The twist? He’s also kidnapped and frozen a selection of beautiful women in suspended animation, with whom he intends to repopulate the world. Sounds like an awful lot of work to me, but then, it’s no madder than Woody Allen’s Jimmy Bond in Casino Royale (1967) unleashing a virus that kills all men over 4 foot 6 and turns every woman in the world beautiful.
00:03. The Great Flood
Some people enjoy micro-managing. Others, however, prefer to wield the sledgehammer over the toffee hammer. Why fuss with manipulating a society, when you can just go ahead and wipe the slate clean and start over? Such is the plan of various madmen, including Karl Stromberg from The Spy Who Loved Me (1977), Hugo Drax from Moonraker (1979) and, because no one talks about it enough, the sinister Noah from Star Trek Deep Space Nine S4E10: Our Man Bashir, released in 1995.

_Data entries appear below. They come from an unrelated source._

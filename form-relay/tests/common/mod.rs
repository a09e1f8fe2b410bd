//! Shared helpers for router tests.
#![allow(dead_code)]

use std::sync::{Arc, Mutex};

use async_trait::async_trait;
use axum::{
    body::Body,
    http::{Request, Response},
};
use http_body_util::BodyExt;
use tower::ServiceExt;

use formrelay::config::{Config, SmsSettings, TwilioConfig};
use formrelay::sms::{MessageReceipt, SmsError, SmsProvider};
use formrelay::{router, AppState};

/// A message the mock provider was asked to send.
#[derive(Debug, Clone)]
pub struct SentSms {
    pub from: String,
    pub to: String,
    pub body: String,
}

/// Records every send and answers with a canned result.
pub struct RecordingProvider {
    pub sent: Mutex<Vec<SentSms>>,
    fail_with: Option<String>,
}

impl RecordingProvider {
    pub fn succeeding() -> Arc<Self> {
        Arc::new(Self {
            sent: Mutex::new(Vec::new()),
            fail_with: None,
        })
    }

    pub fn failing(message: &str) -> Arc<Self> {
        Arc::new(Self {
            sent: Mutex::new(Vec::new()),
            fail_with: Some(message.to_string()),
        })
    }

    pub fn calls(&self) -> Vec<SentSms> {
        self.sent.lock().unwrap().clone()
    }
}

#[async_trait]
impl SmsProvider for RecordingProvider {
    async fn send(
        &self,
        settings: &SmsSettings<'_>,
        body: &str,
    ) -> Result<MessageReceipt, SmsError> {
        self.sent.lock().unwrap().push(SentSms {
            from: settings.from.to_string(),
            to: settings.to.to_string(),
            body: body.to_string(),
        });

        match &self.fail_with {
            Some(message) => Err(SmsError::Api {
                status: 400,
                code: Some(21608),
                message: message.clone(),
            }),
            None => Ok(MessageReceipt {
                sid: "SM00000000000000000000000000000001".to_string(),
                status: Some("queued".to_string()),
            }),
        }
    }
}

pub fn twilio_config() -> TwilioConfig {
    TwilioConfig {
        account_sid: Some("AC123".to_string()),
        auth_token: Some("secret".to_string()),
        from: Some("+15550001111".to_string()),
        owner_phone: Some("+15552223333".to_string()),
    }
}

pub fn test_config(cors_enabled: bool) -> Config {
    Config {
        cors_enabled,
        sms_title: "New Quote".to_string(),
        twilio: twilio_config(),
        ..Config::default()
    }
}

pub async fn send(
    config: Config,
    provider: Arc<RecordingProvider>,
    request: Request<Body>,
) -> Response<Body> {
    let app = router(AppState::new(config, provider));
    app.oneshot(request).await.unwrap()
}

pub fn post(content_type: Option<&str>, body: impl Into<Body>) -> Request<Body> {
    let mut builder = Request::builder().method("POST").uri("/api/contact");
    if let Some(content_type) = content_type {
        builder = builder.header("Content-Type", content_type);
    }
    builder.body(body.into()).unwrap()
}

pub fn post_json(json: serde_json::Value) -> Request<Body> {
    post(Some("application/json"), json.to_string())
}

pub fn post_form(form: &'static str) -> Request<Body> {
    post(Some("application/x-www-form-urlencoded"), form)
}

pub async fn body_bytes(response: Response<Body>) -> Vec<u8> {
    response
        .into_body()
        .collect()
        .await
        .unwrap()
        .to_bytes()
        .to_vec()
}

pub async fn body_json(response: Response<Body>) -> serde_json::Value {
    serde_json::from_slice(&body_bytes(response).await).unwrap()
}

Look, if you’re going to do something stupid like melt the polar ice caps to flood the world, at least do it in style. Noah didn’t bother with an underwater base, no! He built his lair on the top of Mount Everest and watched the waters flood in – say what you like, this man had style.
00:02. Puppet Rulers
Human cloning is something that comes up again and again in spy-fi. Variants include actively cloning humans, such as in the Arnie action flick The 6th Day (2000), building robot avatars, such as in virtually ever comic book ever, or just using plain old fashioned surgical enhancements, such as the wonderfully silly In Like Flint (1967).
In this particular example, a group known as Fabulous Face are trying to depose the patriarchy with that of a feminist matriarchy. Naturally, it starts by bumping off the American President during a golf game and replacing him with an actor in order to gain control of a US space facility in the Virgin Islands. Soon, they are able to take control over a nuclear-armed space station thanks to their diabolical Operation: Smooch. Bonus points go to the brainwashing devices installed in every hair salon hairdryer in the United States to bolster the forces of their movement, because nothing says revolution like an army of non-consensual zombies.
Live forever, or die trying. Truly words to live by. But, let’s just imagine for a moment, that you are the sort of person who sits at home and tries to piece together exactly what you would do if you ruled your very own Empire. Looks good, huh? I love what you’ve done with the place. It’s just a shame that, at the end of it all, it’ll all be for nothing and the best you can hope for is your dying breath to confuse people enough to dedicate a film to uncovering the meaning behind the word.
Well, that is unless you work out how to live forever. Such is the plan of Jacob Crow from Timesplitters Future Perfect. A crazed scientist, Crow was obsessed with unlocking the power of immortality, experimenting in eugenics before he is greeted by a younger version of himself with a time machine, sending Crow into the past to inform his younger self of the plan revealed to-
Oh, you know what, it doesn’t matter. The moral of the story? Be careful what you wish for. You never know when a version of you from a parallel timeline might arrive to ruin your day.